Dans mon impatience je donnai au cocher un coup de poing sur la nuque.

— Qu’as-tu donc, pourquoi me frappes-tu ? cria le paysan, tout en fouettant son haridelle, à un tel point qu’elle se mit à ruer.

La neige fondante tombait à flocons ; je me découvrais, je n’y songeais même pas. J’oubliais tout le reste, parce que je m’étais définitivement décidé à donner un soufflet, et je sentais avec horreur que cela devait arriver absolument, immédiatement et qu’aucune force humaine ne pourrait l’empêcher.

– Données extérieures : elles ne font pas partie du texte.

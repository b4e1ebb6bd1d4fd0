use maud::{html, Markup};

/// Shown in place of the grid when the catalog document could not be loaded.
/// The reload link re-enters the load for this page view; there is no
/// automatic retry.
pub fn catalog_error_panel(retry_href: &str) -> Markup {
    html! {
        div class="catalog-error" {
            h3 { "房源加载失败" }
            p { "请稍后重试，或点击下方按钮重新加载。" }
            a class="btn" href=(retry_href) { "重新加载" }
        }
    }
}

/// Shown when the filters matched nothing.
pub fn empty_state(clear_href: &str) -> Markup {
    html! {
        div class="empty-state" {
            h3 { "未找到相关房源" }
            p { "请尝试调整筛选条件或搜索关键词。" }
            a class="btn" href=(clear_href) { "清除所有筛选" }
        }
    }
}
// src/catalog/presenter.rs

use crate::catalog::{Category, ListingRecord};

/// How many highlight chips fit on a card before we collapse to "+N".
const CARD_HIGHLIGHTS: usize = 3;

const ASSET_ROOT: &str = "/assets/images";

/// Card view-model consumed by the grid and featured-strip templates.
/// Pure mapping from a record; no fetch, no mutation.
pub struct ListingCard {
    pub listing_id: String,
    pub category: Category,
    pub category_label: String,
    pub title: String,
    pub price: String,
    pub location: String,
    pub cover_image: String,
    pub detail_href: String,
    pub top_highlights: Vec<String>,
    pub hidden_highlights: usize,
}

pub fn present(record: &ListingRecord) -> ListingCard {
    let category = record.category();

    let cover_image = record
        .images
        .first()
        .filter(|img| !img.is_empty())
        .map(|img| resolve_image(img))
        .unwrap_or_else(|| category.fallback_image().to_string());

    let top_highlights: Vec<String> = record
        .highlights
        .iter()
        .take(CARD_HIGHLIGHTS)
        .cloned()
        .collect();
    let hidden_highlights = record.highlights.len().saturating_sub(CARD_HIGHLIGHTS);

    ListingCard {
        listing_id: record.listing_id.clone(),
        category,
        category_label: record.category.clone(),
        title: record.title.clone(),
        price: record.price.clone(),
        location: record.location.clone(),
        cover_image,
        detail_href: format!("/listing/{}", record.listing_id),
        top_highlights,
        hidden_highlights,
    }
}

/// Full image set for the detail gallery, already resolved against the asset
/// root. The detail template shows the category placeholder when this comes
/// back empty.
pub fn gallery_images(record: &ListingRecord) -> Vec<String> {
    record
        .images
        .iter()
        .filter(|img| !img.is_empty())
        .map(|img| resolve_image(img))
        .collect()
}

fn resolve_image(reference: &str) -> String {
    // Absolute references pass through; bare filenames resolve against the
    // static asset root.
    if reference.starts_with('/') || reference.starts_with("http") {
        reference.to_string()
    } else {
        format!("{ASSET_ROOT}/{reference}")
    }
}
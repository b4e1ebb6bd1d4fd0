use crate::catalog::{CatalogSource, FileCatalog, HttpCatalog};
use crate::router::handle;
use astra::Server;
use std::net::SocketAddr;

mod catalog;
mod errors;
mod responses;
mod router;
mod static_files;
mod templates;

#[cfg(test)]
mod tests;

const BIND_ADDR: &str = "127.0.0.1:3000";

fn main() {
    // Default: read the catalog documents straight out of public/. An HTTP
    // fetch back into our own listener would hold two pool workers per page
    // view; LISTINGS_DATA_URL switches to the HTTP loader for an external
    // data host only.
    let catalog: Box<dyn CatalogSource> = match std::env::var("LISTINGS_DATA_URL") {
        Ok(data_url) => match HttpCatalog::new(&data_url) {
            Ok(catalog) => Box::new(catalog),
            Err(e) => {
                eprintln!("❌ Catalog client setup failed: {e}");
                std::process::exit(1);
            }
        },
        Err(_) => Box::new(FileCatalog::new(static_files::PUBLIC_DIR)),
    };

    let addr: SocketAddr = match BIND_ADDR.parse() {
        Ok(addr) => addr,
        Err(e) => {
            eprintln!("❌ Bad bind address: {e}");
            std::process::exit(1);
        }
    };
    println!("Starting server at http://{addr}");

    let server = Server::bind(&addr).max_workers(8);

    let result = server.serve(move |req, _info| match handle(req, catalog.as_ref()) {
        Ok(resp) => resp,
        Err(err) => responses::html_error_response(err),
    });

    if let Err(e) = result {
        eprintln!("Server ended with error: {e}");
    }

    println!("Server shut down cleanly.");
}
pub mod components;
pub mod layouts;
pub mod pages;

// Re-exports for convenience
pub use components::{catalog_error_panel, empty_state, filter_bar, listing_card};
pub use layouts::desktop::desktop_layout;
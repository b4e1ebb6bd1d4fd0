use crate::errors::ResultResp;
use astra::{Body, Response, ResponseBuilder};
use maud::Markup;

pub fn html_response(markup: Markup) -> ResultResp {
    html_response_with_status(markup, 200)
}

/// Same builder with an explicit status; not-found views render a full page
/// but still carry a 404.
pub fn html_response_with_status(markup: Markup, status: u16) -> ResultResp {
    let body = markup.into_string();

    let resp = ResponseBuilder::new()
        .status(status)
        .header("Content-Type", "text/html; charset=utf-8")
        .body(Body::from(body))
        .unwrap();

    Ok(resp)
}

pub fn bytes_response(bytes: Vec<u8>, content_type: &str) -> Response {
    ResponseBuilder::new()
        .status(200)
        .header("Content-Type", content_type)
        .body(Body::from(bytes))
        .unwrap()
}
// templates/pages/home.rs

use crate::catalog::ListingCard;
use crate::templates::{catalog_error_panel, desktop_layout, listing_card};
use maud::{html, Markup};

/// `featured` is None when the featured document failed to load; the strip
/// then shows the reload panel instead of cards.
pub fn home_page(featured: Option<&[ListingCard]>) -> Markup {
    desktop_layout(
        "首页",
        "/",
        html! {
            section class="hero" {
                div class="hero-inner" {
                    span class="hero-kicker" { "RE/MAX GALAXY 顶级商业地产团队" }
                    h1 { "洛杉矶商业地产" br; span { "专业投资顾问" } }
                    p {
                        "深耕南加州市场，为您提供生意转让、仓库买卖与租赁的一站式专业服务。"
                    }
                    div class="hero-actions" {
                        a class="btn btn-primary" href="/business-for-sale" { "浏览精选房源" }
                        a class="btn btn-outline" href="/contact" { "预约免费咨询" }
                    }
                }
            }

            section class="services" {
                h2 { "全方位商业地产服务" }
                p class="section-intro" {
                    "依托 RE/MAX 全球品牌资源，结合本地深耕经验，为您提供最精准的商业地产解决方案。"
                }
                div class="service-grid" {
                    (service_tile("/business-for-sale", "生意转让",
                        "精选优质餐饮、零售、服务类生意资源。从选址评估到过户交接，全程协助您完成生意买卖。"))
                    (service_tile("/industrial-warehouse", "工业/仓库",
                        "专注于洛杉矶东区及内陆帝国的工业地产。提供仓库买卖、租赁、投资回报分析等专业服务。"))
                    (service_tile("/office-retail", "办公/商铺",
                        "覆盖核心商圈的办公楼与零售商铺资源。协助您寻找最佳商业选址，助力企业发展。"))
                }
            }

            section class="featured" {
                h2 { "精选房源" }
                @match featured {
                    Some(cards) => {
                        div class="listing-grid" {
                            @for card in cards {
                                (listing_card(card))
                            }
                        }
                    }
                    None => {
                        (catalog_error_panel("/"))
                    }
                }
            }
        },
    )
}

fn service_tile(href: &str, title: &str, blurb: &str) -> Markup {
    html! {
        a class="service-tile" href=(href) {
            h3 { (title) }
            p { (blurb) }
            span class="tile-cta" { "查看房源 →" }
        }
    }
}
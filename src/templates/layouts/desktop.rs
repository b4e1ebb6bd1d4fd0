use maud::{html, Markup, DOCTYPE};

const NAV_LINKS: [(&str, &str); 7] = [
    ("/business-for-sale", "生意转让"),
    ("/industrial-warehouse", "工业/仓库"),
    ("/office-retail", "办公/商铺"),
    ("/success-stories", "成功案例"),
    ("/market-insights", "市场洞察"),
    ("/about", "关于我们"),
    ("/contact", "联系我们"),
];

pub fn desktop_layout(title: &str, active: &str, content: Markup) -> Markup {
    html! {
        (DOCTYPE)
        html lang="zh" {
            head {
                meta charset="utf-8";
                meta name="viewport" content="width=device-width, initial-scale=1.0";
                title { (title) " | Galaxy 商业地产" }
                link rel="icon" href="/static/favicon.svg";
                link rel="stylesheet" href="/static/main.css";
            }
            body {
                header class="site-header" {
                    a href="/" class="brand" {
                        svg
                            xmlns="http://www.w3.org/2000/svg"
                            width="24"
                            height="24"
                            viewBox="0 0 24 24"
                            fill="none"
                            stroke="#1d3a6e"
                            stroke-width="2"
                            stroke-linecap="round"
                            stroke-linejoin="round"
                        {
                            path stroke="none" d="M0 0h24v24H0z" fill="none" {}
                            path d="M3 21l18 0" {}
                            path d="M5 21v-14l8 -4v18" {}
                            path d="M19 21v-10l-6 -4" {}
                        }
                        span { "Galaxy 商业地产" }
                    }
                    nav {
                        ul {
                            @for (href, label) in NAV_LINKS {
                                li {
                                    a href=(href) class=[(active == href).then_some("active")] {
                                        (label)
                                    }
                                }
                            }
                        }
                    }
                }
                (content)
                footer class="site-footer" {
                    p { "Galaxy 商业地产 · 洛杉矶商业地产专业团队" }
                    p class="fine-print" { "DRE# 01234567 · (626) 123-4567" }
                }
            }
        }
    }
}
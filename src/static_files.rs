// static_files.rs
use crate::errors::ServerError;
use crate::responses::bytes_response;
use astra::Response;
use std::path::{Component, Path, PathBuf};

pub const PUBLIC_DIR: &str = "public";

/// Request paths that map into `public/`. `/static` holds the stylesheet,
/// the image roots hold covers and per-listing photos, and the two JSON
/// documents are the catalog endpoints the loader fetches.
pub fn is_static_path(path: &str) -> bool {
    path.starts_with("/static/")
        || path.starts_with("/images/")
        || path.starts_with("/assets/images/")
        || path == "/listings.json"
        || path == "/shared/listings.json"
        || path == "/favicon.ico"
}

pub fn serve(path: &str) -> Result<Response, ServerError> {
    let relative = sanitize(path)?;
    let full = Path::new(PUBLIC_DIR).join(&relative);

    let bytes = std::fs::read(&full).map_err(|_| ServerError::NotFound)?;
    let mime = content_type(&relative);

    Ok(bytes_response(bytes, mime.as_ref()))
}

/// Strips the leading slash and rejects traversal components.
fn sanitize(path: &str) -> Result<PathBuf, ServerError> {
    let relative = Path::new(path.trim_start_matches('/'));

    for component in relative.components() {
        match component {
            Component::Normal(_) => {}
            _ => return Err(ServerError::BadRequest("bad asset path".into())),
        }
    }

    Ok(relative.to_path_buf())
}

fn content_type(path: &Path) -> mime::Mime {
    match path.extension().and_then(|e| e.to_str()) {
        Some("css") => mime::TEXT_CSS_UTF_8,
        Some("js") => mime::TEXT_JAVASCRIPT,
        Some("json") => mime::APPLICATION_JSON,
        Some("jpg") | Some("jpeg") => mime::IMAGE_JPEG,
        Some("png") => mime::IMAGE_PNG,
        Some("svg") => mime::IMAGE_SVG,
        _ => mime::APPLICATION_OCTET_STREAM,
    }
}
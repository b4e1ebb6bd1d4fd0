use crate::errors::ServerError;
use astra::{Body, Response, ResponseBuilder};

/// Convert a ServerError into a proper HTML response page
pub fn html_error_response(err: ServerError) -> Response {
    match err {
        ServerError::NotFound => render_error(404, "Not Found"),

        ServerError::BadRequest(msg) => render_error(400, &msg),
    }
}

/// Build a basic HTML error page
fn render_error(status: u16, message: &str) -> Response {
    let html = format!(
        r#"<!DOCTYPE html>
<html lang="zh">
<head>
  <meta charset="utf-8">
  <title>Error {status}</title>
  <style>
    body {{
      font-family: system-ui, sans-serif;
      max-width: 720px;
      margin: 4rem auto;
      padding: 1rem;
    }}
    h1 {{
      font-size: 2rem;
      margin-bottom: 1rem;
    }}
    p {{
      font-size: 1.1rem;
      color: #444;
    }}
  </style>
</head>
<body>
  <h1>Error {status}</h1>
  <p>{message}</p>
  <p><a href="/">← 返回首页</a></p>
</body>
</html>"#
    );

    ResponseBuilder::new()
        .status(status)
        .header("Content-Type", "text/html; charset=utf-8")
        .body(Body::from(html))
        .unwrap()
}
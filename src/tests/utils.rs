use crate::catalog::{CatalogError, CatalogSource, Endpoint, ListingRecord};
use astra::{Body, Request, Response};
use http::Method;
use std::io::Read;

/// In-memory catalog source; stands in for the HTTP loader in router tests.
pub struct FakeCatalog {
    pub records: Vec<ListingRecord>,
    pub fail: bool,
}

impl FakeCatalog {
    pub fn new(records: Vec<ListingRecord>) -> Self {
        Self {
            records,
            fail: false,
        }
    }

    pub fn failing() -> Self {
        Self {
            records: Vec::new(),
            fail: true,
        }
    }
}

impl CatalogSource for FakeCatalog {
    fn load(&self, _endpoint: Endpoint) -> Result<Vec<ListingRecord>, CatalogError> {
        if self.fail {
            Err(CatalogError::Network("connection refused".into()))
        } else {
            Ok(self.records.clone())
        }
    }
}

pub fn record(
    id: &str,
    category: &str,
    title: &str,
    price: &str,
    location: &str,
) -> ListingRecord {
    ListingRecord {
        listing_id: id.into(),
        category: category.into(),
        title: title.into(),
        price: price.into(),
        location: location.into(),
        highlights: Vec::new(),
        description: String::new(),
        images: Vec::new(),
        is_success_story: false,
    }
}

/// The five-record batch used by the price-bucket scenarios:
/// two at $80,000, two at $150,000, one at $250,000, document order b1..b5.
pub fn sample_records() -> Vec<ListingRecord> {
    vec![
        record("b1", "生意转让", "奶茶店转让", "$80,000", "Rowland Heights (罗兰岗)"),
        record("b2", "生意转让", "中餐馆转让", "$150,000", "Ontario (Inland Empire)"),
        record("b3", "生意转让", "干洗店转让", "$80,000", "Arcadia (亚凯迪亚)"),
        record("b4", "生意转让", "日料店转让", "$150,000", "Irvine (尔湾)"),
        record("b5", "生意转让", "连锁超市转让", "$250,000", "Rowland Heights (罗兰岗)"),
    ]
}

pub fn get(path: &str) -> Request {
    http::Request::builder()
        .method(Method::GET)
        .uri(path)
        .body(Body::empty())
        .unwrap()
}

pub fn post(path: &str, body: &str) -> Request {
    http::Request::builder()
        .method(Method::POST)
        .uri(path)
        .header("Content-Type", "application/x-www-form-urlencoded")
        .body(Body::from(body.to_string()))
        .unwrap()
}

pub fn read_body(mut resp: Response) -> String {
    let mut buf = Vec::new();
    resp.body_mut().reader().read_to_end(&mut buf).unwrap();
    String::from_utf8(buf).unwrap()
}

Les réverbères isolés scintillaient mornes dans la nuit de neige, comme des torches pendant un enterrement. La neige se glissait sous ma capote, sous ma redingote, sous ma cravate et y fondait ; je ne me couvrais pas : à quoi bon, tout n’était-il pas perdu ! Enfin, nous arrivâmes. Je descendis tout éperdu du traîneau, je montai les marches en courant, et je frappai à la porte des pieds et des mains. Mes jambes, surtout dans les genoux, faiblissaient affreusement. On ouvrit très vite ; comme si l’on avait annoncé mon arrivée.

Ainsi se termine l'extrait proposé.